▶ **Try it**:
Report only the number of lines in the records that contain the word "INTEGER".

▶ **The data**:

----

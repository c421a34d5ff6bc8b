use rusqlite::Connection;

pub mod tables {
    pub const NOMINATIONS: &str = "nominations";
    pub const NOMINATION_VOTERS: &str = "nomination_voters";

    #[cfg(test)]
    pub const ALL_TABLES: &[&str] = &[NOMINATIONS, NOMINATION_VOTERS];
}

pub mod columns {
    pub const POSITION: &str = "position";
    pub const URL: &str = "url";
    pub const NAME: &str = "name";
    pub const ARTIST: &str = "artist";
    pub const VOTES: &str = "votes";
    pub const ADDED_AT: &str = "added_at";
    pub const VOTER_ID: &str = "voter_id";
}

/// `added_at` is stored as `YYYY-MM-DD`
pub const DATE_FORMAT: &str = "%Y-%m-%d";

const SCHEMA: &str = r#"
PRAGMA foreign_keys = ON;

CREATE TABLE IF NOT EXISTS nominations (
    position INTEGER NOT NULL,
    url TEXT NOT NULL PRIMARY KEY,
    name TEXT NOT NULL,
    artist TEXT NOT NULL,
    votes INTEGER NOT NULL CHECK (votes >= 1),
    added_at TEXT NOT NULL
);

CREATE TABLE IF NOT EXISTS nomination_voters (
    url TEXT NOT NULL REFERENCES nominations(url) ON DELETE CASCADE,
    voter_id TEXT NOT NULL,
    PRIMARY KEY (url, voter_id)
);
"#;

pub fn init(conn: &Connection) -> Result<(), rusqlite::Error> {
    conn.execute_batch(SCHEMA)
}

----

▶ **Solution to the problem**:
2